Our medical transcription company reported on how telemedicine is enabling patients to get the care they need at a time when social distancing has significantly reduced physical office visits. According to recent reports, telemedicine is taking diabetes management to a new level.
- Continuous monitoring and care: The American Diabetes Association estimates that about 9.4% of Americans have diabetes and that many Americans have prediabetes, but not aware of it. In these circumstances, continuous monitoring and care are important to keep glucose levels in check and reduce risks of other chronic conditions such as blood pressure, heart disease, and kidney failure. Telemedicine provides the answer. In addition to being a great option for established patients, virtual visits are also proving a viable strategy for newly diagnosed patients who need continuous glucose monitoring.
- Keeps patients away from high-risk environments: A recent Endocrinology Advisor article points out that telemedicine is useful for diabetes management during the coronavirus pandemic and beyond. With Medicare and commercials payers easing certain restrictions on the use of telemedicine and improving coverage, virtual care is available not only for rural patients, but patients in all areas. This is highly beneficial for care of patients with diabetes, especially because the virus poses a double challenge for them (www.touchendocrinology.com). Studies found that diabetes is a risk factor for hospitalization and mortality of the current virus infection. Telemedicine shields them from environments where risks of communicable virus infections are high and allows physicians to monitor them consistently as they stay safe at home.
- Care for patients in remote locations: The 1135 waiver announced on March 3, 2020 has removed restrictions on the location where the patient lives to be eligible to receive the care from home. This facilitates endocrinologist visits and primary care visits as well as remote services for diabetes self-management education and support. Researchers have also highlighted the benefits of telemedicine for gestational diabetes and monitoring of retinopathy.
- Encourages patients’ participation in their own care: With virtual health technologies, patients can be more active participants in their own care. Many already self-inject and monitor sugar levels, blood pressure and weight at home. Telemedicine allows them to share the results and record trends on a website.
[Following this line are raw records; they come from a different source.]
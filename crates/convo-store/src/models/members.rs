//! Participant-list bookkeeping shared by threads and events.

use convo_shared::Key;
use serde::{Deserialize, Serialize};

use super::{MembershipError, User};

/// Denormalized copy of a participant's public profile, kept beside the key
/// list so mail can be rendered without loading every user.
#[derive(Debug, Clone, PartialEq, Eq, Serialize, Deserialize)]
pub struct UserPartial {
    pub id: Key,
    #[serde(default)]
    pub first_name: String,
    #[serde(default)]
    pub last_name: String,
    #[serde(default)]
    pub full_name: String,
    #[serde(default)]
    pub email: String,
    #[serde(default)]
    pub avatar_url: String,
}

impl UserPartial {
    pub fn of(user: &User) -> Result<Self, MembershipError> {
        let id = user
            .key
            .ok_or_else(|| MembershipError::Invalid("user has not been saved".into()))?;
        Ok(Self {
            id,
            first_name: user.first_name.clone(),
            last_name: user.last_name.clone(),
            full_name: user.full_name.clone(),
            email: user.email.clone(),
            avatar_url: user.avatar_url.clone(),
        })
    }
}

pub(super) fn add(
    users: &mut Vec<Key>,
    partials: &mut Vec<UserPartial>,
    owner: Key,
    user: &User,
    limit: usize,
) -> Result<Key, MembershipError> {
    let partial = UserPartial::of(user)?;
    let key = partial.id;
    if key == owner {
        return Err(MembershipError::Conflict("the owner is already a participant".into()));
    }
    if users.contains(&key) {
        return Err(MembershipError::Conflict("already a participant".into()));
    }
    if users.len() >= limit {
        return Err(MembershipError::Limit(limit));
    }
    users.push(key);
    partials.push(partial);
    Ok(key)
}

pub(super) fn remove(
    users: &mut Vec<Key>,
    partials: &mut Vec<UserPartial>,
    owner: Key,
    key: Key,
) -> Result<(), MembershipError> {
    if !users.contains(&key) {
        return Err(MembershipError::NotFound(key));
    }
    if key == owner {
        return Err(MembershipError::Forbidden("the owner cannot be removed".into()));
    }
    users.retain(|k| *k != key);
    partials.retain(|p| p.id != key);
    Ok(())
}

/// Rewrite `from` to `to` in a key list, keeping first-occurrence order and
/// dropping the duplicate this may create.
pub(crate) fn replace_key(keys: &mut Vec<Key>, from: Key, to: Key) {
    if !keys.contains(&from) {
        return;
    }
    let mut seen = Vec::with_capacity(keys.len());
    for key in keys.drain(..) {
        let key = if key == from { to } else { key };
        if !seen.contains(&key) {
            seen.push(key);
        }
    }
    *keys = seen;
}

pub(super) fn replace_partial(partials: &mut Vec<UserPartial>, from: Key, to: &UserPartial) {
    if !partials.iter().any(|p| p.id == from) {
        return;
    }
    let had_to = partials.iter().any(|p| p.id == to.id);
    if had_to {
        partials.retain(|p| p.id != from);
    } else if let Some(p) = partials.iter_mut().find(|p| p.id == from) {
        *p = to.clone();
    }
}

#[cfg(test)]
mod tests {
    use super::*;
    use convo_shared::Kind;

    #[test]
    fn test_replace_key_dedupes() {
        let a = Key::new(Kind::User, 1);
        let b = Key::new(Kind::User, 2);
        let c = Key::new(Kind::User, 3);
        let mut keys = vec![a, b, c];
        replace_key(&mut keys, b, a);
        assert_eq!(keys, vec![a, c]);

        let mut keys = vec![b, c];
        replace_key(&mut keys, b, a);
        assert_eq!(keys, vec![a, c]);
    }
}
This makes it easy for physicians to monitor data digitally and manage patients efficiently with a better understanding of their condition.
- Promotes a healthy lifestyle: Telemedicine also improves patient engagement and encourages patients to initiate and maintain a healthy lifestyle. A study from the American Diabetes Association found that digital tools can support patients in their weight management goals, lower blood pressure and drive them to adopt a healthy lifestyle to control diabetes.
- Helps patients with mobility issues: Telemedicine is also a boon for patients with diabetes who have mobility challenges. Such patients can schedule a visit at home or at work and save commutation hassles, time and cost. This is important for those who usually have to travel long distances to get diabetes care.
- Mental health care: When it comes to mental health interventions also, telehealth is a useful option for diabetes patients. People with diabetes are prone to depression, changes in moods, and symptoms such as fatigue and stress. These conditions can be effectively treated via virtual visits. Patients have more options to ensure their privacy is protected with virtual therapy appointments from the comfort of their home.
- Preventative health: Preventative programs can be conducted via telemedicine for people in remote/rural areas (www.hitconsultant.com). The Centers for Disease Control and Prevention is utilizing telehealth platforms to provide educational materials on preventative measures for people at risk in rural areas.
- Helps controls costs due to lost productivity at work: The burden of diabetes on the ability to work has been widely studied. Lost productivity at work can include having to miss work or being unable to work full-time. Low blood sugar levels can make work physically and emotionally draining. Stress and pain from the chromic condition adds to the burden. Unplanned absences can cost the nation thousands of dollars in lost productivity. According to the American Diabetes Association, the cost of diagnosed diabetes in the US was $327 billion in 2017, with reduced productivity adding an additional cost of $90 billion. With its ability to reach people wherever they are, telemedicine can help control these costs.
Experts say that, when it comes to diabetes management, telemedicine is more effective for established patients. However, those with comorbid conditions require care from specialists and would need physical visits. In fact, patients would need to be seen in person at least once a year, says Mark H Scutta MD, medical director of the Penn Rodebaugh Diabetes Center (in Endocrinology Advisor).
As telemedicine continues to grow in use and acceptance, medical transcription outsourcing is a practical strategy for physicians to maintain accurate patient records.